_Stored items_
━━━━━━━━━━━━━━━━
//! Schema Generator
//!
//! Converts node descriptors into typed parameter schemas. Property trees are
//! parsed defensively: a node whose properties cannot be understood is skipped
//! and reported, the rest of the batch still succeeds.

use nf_core::config::SchemaSettings;
use nf_core::hashing::stable_hash_of;
use nf_core::{Error, GeneratedSchema, NodeDescriptor, Result};
use serde_json::{json, Map, Value};
use std::collections::BTreeMap;
use tracing::{debug, info, warn};

/// Schema generation options
#[derive(Debug, Clone, PartialEq)]
pub struct SchemaOptions {
    /// Drop descriptions and defaults to shrink the payload
    pub token_optimized: bool,
    /// Include optional properties in the shape
    pub include_optional: bool,
    /// Nesting depth at which collections collapse to a bare object
    pub max_depth: usize,
}

impl Default for SchemaOptions {
    fn default() -> Self {
        Self::from(&SchemaSettings::default())
    }
}

impl From<&SchemaSettings> for SchemaOptions {
    fn from(settings: &SchemaSettings) -> Self {
        Self {
            token_optimized: settings.token_optimized,
            include_optional: settings.include_optional,
            max_depth: settings.max_depth,
        }
    }
}

/// A node that could not be converted
#[derive(Debug, Clone, PartialEq)]
pub struct SkippedNode {
    pub node: String,
    pub reason: String,
}

/// Output of one generation pass
#[derive(Debug, Clone, Default)]
pub struct SchemaBatch {
    pub schemas: BTreeMap<String, GeneratedSchema>,
    pub skipped: Vec<SkippedNode>,
}

impl SchemaBatch {
    pub fn len(&self) -> usize {
        self.schemas.len()
    }

    pub fn is_empty(&self) -> bool {
        self.schemas.is_empty()
    }
}

/// Result of expanding one property list
struct ObjectShape {
    shape: Value,
    required: Vec<String>,
    optional: Vec<String>,
}

pub struct SchemaGenerator {
    options: SchemaOptions,
}

impl SchemaGenerator {
    pub fn new(options: SchemaOptions) -> Self {
        Self { options }
    }

    pub fn options(&self) -> &SchemaOptions {
        &self.options
    }

    /// Generate schemas for a batch of nodes; never fails as a whole
    pub fn generate(&self, nodes: &[NodeDescriptor]) -> SchemaBatch {
        let mut batch = SchemaBatch::default();

        for node in nodes {
            match self.generate_one(node) {
                Ok(schema) => {
                    batch.schemas.insert(node.name.clone(), schema);
                }
                Err(e) => {
                    warn!("Skipping schema for {}: {}", node.name, e);
                    batch.skipped.push(SkippedNode {
                        node: node.name.clone(),
                        reason: e.to_string(),
                    });
                }
            }
        }

        info!(
            "Generated {} schemas ({} skipped)",
            batch.schemas.len(),
            batch.skipped.len()
        );
        batch
    }

    /// Generate the schema of a single node
    pub fn generate_one(&self, node: &NodeDescriptor) -> Result<GeneratedSchema> {
        let properties = property_list(node)?;
        let object = self.expand(&node.name, &properties, 0)?;
        let fingerprint = stable_hash_of(node)?;

        debug!(
            "Schema for {}: {} required, {} optional",
            node.name,
            object.required.len(),
            object.optional.len()
        );

        Ok(GeneratedSchema {
            node_name: node.name.clone(),
            documentation: self.documentation(node, &object),
            required: object.required,
            optional: object.optional,
            shape: object.shape,
            fingerprint,
        })
    }

    fn documentation(&self, node: &NodeDescriptor, object: &ObjectShape) -> String {
        if self.options.token_optimized {
            return node.label().to_string();
        }

        let mut doc = node.label().to_string();
        if !node.description.is_empty() {
            doc.push_str(": ");
            doc.push_str(&node.description);
        }
        if !object.required.is_empty() {
            doc.push_str(&format!("\nRequired: {}", object.required.join(", ")));
        }
        if !object.optional.is_empty() {
            doc.push_str(&format!("\nOptional: {}", object.optional.join(", ")));
        }
        doc
    }

    fn expand(
        &self,
        node: &str,
        properties: &[Map<String, Value>],
        depth: usize,
    ) -> Result<ObjectShape> {
        if depth >= self.options.max_depth {
            return Ok(ObjectShape {
                shape: json!({"type": "object"}),
                required: Vec::new(),
                optional: Vec::new(),
            });
        }

        let mut shape_properties = Map::new();
        let mut required: Vec<String> = Vec::new();
        let mut optional: Vec<String> = Vec::new();

        for property in properties {
            let name = property_name(node, property)?;
            let kind = property.get("type").and_then(Value::as_str).unwrap_or("");
            if matches!(kind, "notice" | "hidden") {
                continue;
            }

            let is_required = property
                .get("required")
                .and_then(Value::as_bool)
                .unwrap_or(false);
            if is_required {
                optional.retain(|o| o != name);
                if !required.iter().any(|r| r == name) {
                    required.push(name.to_string());
                }
            } else if !required.iter().any(|r| r == name) && !optional.iter().any(|o| o == name) {
                optional.push(name.to_string());
            }

            if !is_required && !self.options.include_optional {
                continue;
            }

            let schema = self.property_schema(node, property, kind, depth)?;
            match shape_properties.get_mut(name) {
                // Nodes declare one property per resource under the same name
                Some(existing) => merge_enums(existing, &schema),
                None => {
                    shape_properties.insert(name.to_string(), schema);
                }
            }
        }

        let mut shape = json!({
            "type": "object",
            "properties": Value::Object(shape_properties),
        });
        if !required.is_empty() {
            shape["required"] = json!(required);
        }

        Ok(ObjectShape {
            shape,
            required,
            optional,
        })
    }

    fn property_schema(
        &self,
        node: &str,
        property: &Map<String, Value>,
        kind: &str,
        depth: usize,
    ) -> Result<Value> {
        let mut schema = match kind {
            "string" | "color" => json!({"type": "string"}),
            "dateTime" => json!({"type": "string", "format": "date-time"}),
            "number" => json!({"type": "number"}),
            "boolean" => json!({"type": "boolean"}),
            "options" => json!({"type": "string", "enum": option_values(property)}),
            "multiOptions" => json!({
                "type": "array",
                "items": {"type": "string", "enum": option_values(property)},
            }),
            "json" => json!({"type": "object"}),
            "collection" => {
                let nested = nested_list(node, property.get("options"))?;
                self.expand(node, &nested, depth + 1)?.shape
            }
            "fixedCollection" => self.fixed_collection(node, property, depth)?,
            _ => json!({}),
        };

        if !self.options.token_optimized {
            if let Some(description) = property
                .get("description")
                .and_then(Value::as_str)
                .filter(|d| !d.is_empty())
            {
                schema["description"] = json!(description);
            }
            if let Some(default) = property.get("default").filter(|d| !is_empty_default(d)) {
                schema["default"] = default.clone();
            }
        }

        Ok(schema)
    }

    fn fixed_collection(
        &self,
        node: &str,
        property: &Map<String, Value>,
        depth: usize,
    ) -> Result<Value> {
        if depth + 1 >= self.options.max_depth {
            return Ok(json!({"type": "object"}));
        }

        let groups = nested_list(node, property.get("options"))?;
        let mut group_schemas = Map::new();
        for group in &groups {
            let name = property_name(node, group)?;
            let values = nested_list(node, group.get("values"))?;
            group_schemas.insert(name.to_string(), self.expand(node, &values, depth + 2)?.shape);
        }

        Ok(json!({"type": "object", "properties": Value::Object(group_schemas)}))
    }
}

impl Default for SchemaGenerator {
    fn default() -> Self {
        Self::new(SchemaOptions::default())
    }
}

/// Top-level property list of a node.
///
/// Engines report an array of definitions; a name-keyed map is accepted too.
fn property_list(node: &NodeDescriptor) -> Result<Vec<Map<String, Value>>> {
    match &node.properties {
        Value::Null => Ok(Vec::new()),
        Value::Array(_) => nested_list(&node.name, Some(&node.properties)),
        Value::Object(map) => map
            .iter()
            .map(|(key, definition)| match definition {
                Value::Object(def) => {
                    let mut def = def.clone();
                    def.entry("name").or_insert_with(|| json!(key));
                    Ok(def)
                }
                _ => Err(Error::malformed(
                    &node.name,
                    format!("property '{}' is not an object", key),
                )),
            })
            .collect(),
        other => Err(Error::malformed(
            &node.name,
            format!("properties must be a list, got {}", json_kind(other)),
        )),
    }
}

fn nested_list(node: &str, value: Option<&Value>) -> Result<Vec<Map<String, Value>>> {
    match value {
        None | Some(Value::Null) => Ok(Vec::new()),
        Some(Value::Array(items)) => items
            .iter()
            .enumerate()
            .map(|(index, item)| match item {
                Value::Object(map) => Ok(map.clone()),
                other => Err(Error::malformed(
                    node,
                    format!("entry {} is {}, expected an object", index, json_kind(other)),
                )),
            })
            .collect(),
        Some(other) => Err(Error::malformed(
            node,
            format!("expected a list, got {}", json_kind(other)),
        )),
    }
}

fn property_name<'a>(node: &str, property: &'a Map<String, Value>) -> Result<&'a str> {
    property
        .get("name")
        .and_then(Value::as_str)
        .filter(|n| !n.is_empty())
        .ok_or_else(|| Error::malformed(node, "property without a name"))
}

/// Values of an options/multiOptions property, in declaration order
pub(crate) fn option_values(property: &Map<String, Value>) -> Vec<Value> {
    property
        .get("options")
        .and_then(Value::as_array)
        .map(|options| {
            options
                .iter()
                .filter_map(|option| option.get("value").cloned())
                .collect()
        })
        .unwrap_or_default()
}

fn merge_enums(existing: &mut Value, incoming: &Value) {
    let Some(extra) = incoming.get("enum").and_then(Value::as_array) else {
        return;
    };
    if let Some(values) = existing.get_mut("enum").and_then(Value::as_array_mut) {
        for value in extra {
            if !values.contains(value) {
                values.push(value.clone());
            }
        }
    }
}

fn is_empty_default(value: &Value) -> bool {
    match value {
        Value::Null => true,
        Value::String(s) => s.is_empty(),
        Value::Array(a) => a.is_empty(),
        Value::Object(o) => o.is_empty(),
        _ => false,
    }
}

fn json_kind(value: &Value) -> &'static str {
    match value {
        Value::Null => "null",
        Value::Bool(_) => "a boolean",
        Value::Number(_) => "a number",
        Value::String(_) => "a string",
        Value::Array(_) => "a list",
        Value::Object(_) => "an object",
    }
}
━━━━━━━━━━━━━━━━
_Work item_
Only the lines above that hold "impl" are wanted. Show every one of them.

_Written answer_
impl Default for SchemaOptions {
impl From<&SchemaSettings> for SchemaOptions {
impl SchemaBatch {
impl SchemaGenerator {
impl Default for SchemaGenerator {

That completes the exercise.